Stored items
*** Block opens ***

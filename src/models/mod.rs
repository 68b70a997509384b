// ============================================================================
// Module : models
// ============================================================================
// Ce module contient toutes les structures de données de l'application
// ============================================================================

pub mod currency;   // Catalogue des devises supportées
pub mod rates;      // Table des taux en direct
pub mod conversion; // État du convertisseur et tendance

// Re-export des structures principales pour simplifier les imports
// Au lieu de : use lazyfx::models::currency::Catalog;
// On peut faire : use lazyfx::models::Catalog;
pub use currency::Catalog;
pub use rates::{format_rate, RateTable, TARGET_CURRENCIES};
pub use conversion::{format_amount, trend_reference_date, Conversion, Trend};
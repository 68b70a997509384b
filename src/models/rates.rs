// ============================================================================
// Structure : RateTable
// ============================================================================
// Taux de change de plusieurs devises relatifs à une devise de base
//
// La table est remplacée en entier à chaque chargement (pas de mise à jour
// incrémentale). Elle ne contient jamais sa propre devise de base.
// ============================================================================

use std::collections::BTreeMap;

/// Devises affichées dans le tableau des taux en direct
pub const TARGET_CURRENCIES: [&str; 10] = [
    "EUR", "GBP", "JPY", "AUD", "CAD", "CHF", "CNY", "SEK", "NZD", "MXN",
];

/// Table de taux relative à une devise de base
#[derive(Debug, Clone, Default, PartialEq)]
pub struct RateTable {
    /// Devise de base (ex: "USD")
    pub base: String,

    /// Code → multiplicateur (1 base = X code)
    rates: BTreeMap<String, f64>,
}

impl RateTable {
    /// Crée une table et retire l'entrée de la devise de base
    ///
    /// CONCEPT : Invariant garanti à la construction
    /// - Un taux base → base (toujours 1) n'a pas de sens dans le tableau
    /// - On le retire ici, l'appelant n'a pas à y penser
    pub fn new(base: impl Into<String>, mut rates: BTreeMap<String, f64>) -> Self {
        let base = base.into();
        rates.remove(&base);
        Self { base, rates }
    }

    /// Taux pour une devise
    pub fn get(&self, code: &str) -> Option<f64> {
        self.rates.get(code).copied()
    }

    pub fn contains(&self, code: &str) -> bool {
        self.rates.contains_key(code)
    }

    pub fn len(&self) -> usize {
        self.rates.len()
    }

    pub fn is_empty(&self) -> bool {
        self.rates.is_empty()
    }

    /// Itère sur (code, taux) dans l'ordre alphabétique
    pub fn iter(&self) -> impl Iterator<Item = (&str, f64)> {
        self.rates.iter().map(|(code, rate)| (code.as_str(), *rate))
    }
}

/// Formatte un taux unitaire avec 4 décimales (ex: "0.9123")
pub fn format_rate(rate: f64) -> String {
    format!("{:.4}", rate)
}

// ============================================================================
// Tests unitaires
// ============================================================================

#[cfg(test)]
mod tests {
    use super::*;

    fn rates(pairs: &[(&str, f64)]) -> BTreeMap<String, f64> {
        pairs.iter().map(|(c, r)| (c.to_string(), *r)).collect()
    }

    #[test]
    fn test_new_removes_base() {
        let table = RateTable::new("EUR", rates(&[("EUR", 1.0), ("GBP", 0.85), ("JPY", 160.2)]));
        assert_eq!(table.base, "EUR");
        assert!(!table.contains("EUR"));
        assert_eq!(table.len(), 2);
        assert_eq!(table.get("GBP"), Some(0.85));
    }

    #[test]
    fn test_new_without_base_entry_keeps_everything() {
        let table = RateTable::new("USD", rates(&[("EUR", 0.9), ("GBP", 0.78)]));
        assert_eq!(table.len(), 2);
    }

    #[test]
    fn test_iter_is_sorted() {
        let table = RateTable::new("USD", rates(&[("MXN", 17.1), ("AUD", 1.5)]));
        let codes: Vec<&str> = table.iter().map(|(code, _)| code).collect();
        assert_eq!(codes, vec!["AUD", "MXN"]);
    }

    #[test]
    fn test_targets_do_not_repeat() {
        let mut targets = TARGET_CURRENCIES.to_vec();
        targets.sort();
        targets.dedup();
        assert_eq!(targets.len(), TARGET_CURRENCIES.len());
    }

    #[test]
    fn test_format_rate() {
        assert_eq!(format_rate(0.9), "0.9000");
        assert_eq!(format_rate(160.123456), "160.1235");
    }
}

*** Block closes ***

With the line holding "pub fn iter(&self)" as the first and the line holding "pub fn format_rate(rate: f64)" as the last, set down that range of the entries above exactly, and nothing else.

Written reply:
    pub fn iter(&self) -> impl Iterator<Item = (&str, f64)> {
        self.rates.iter().map(|(code, rate)| (code.as_str(), *rate))
    }
}

/// Formatte un taux unitaire avec 4 décimales (ex: "0.9123")
pub fn format_rate(rate: f64) -> String {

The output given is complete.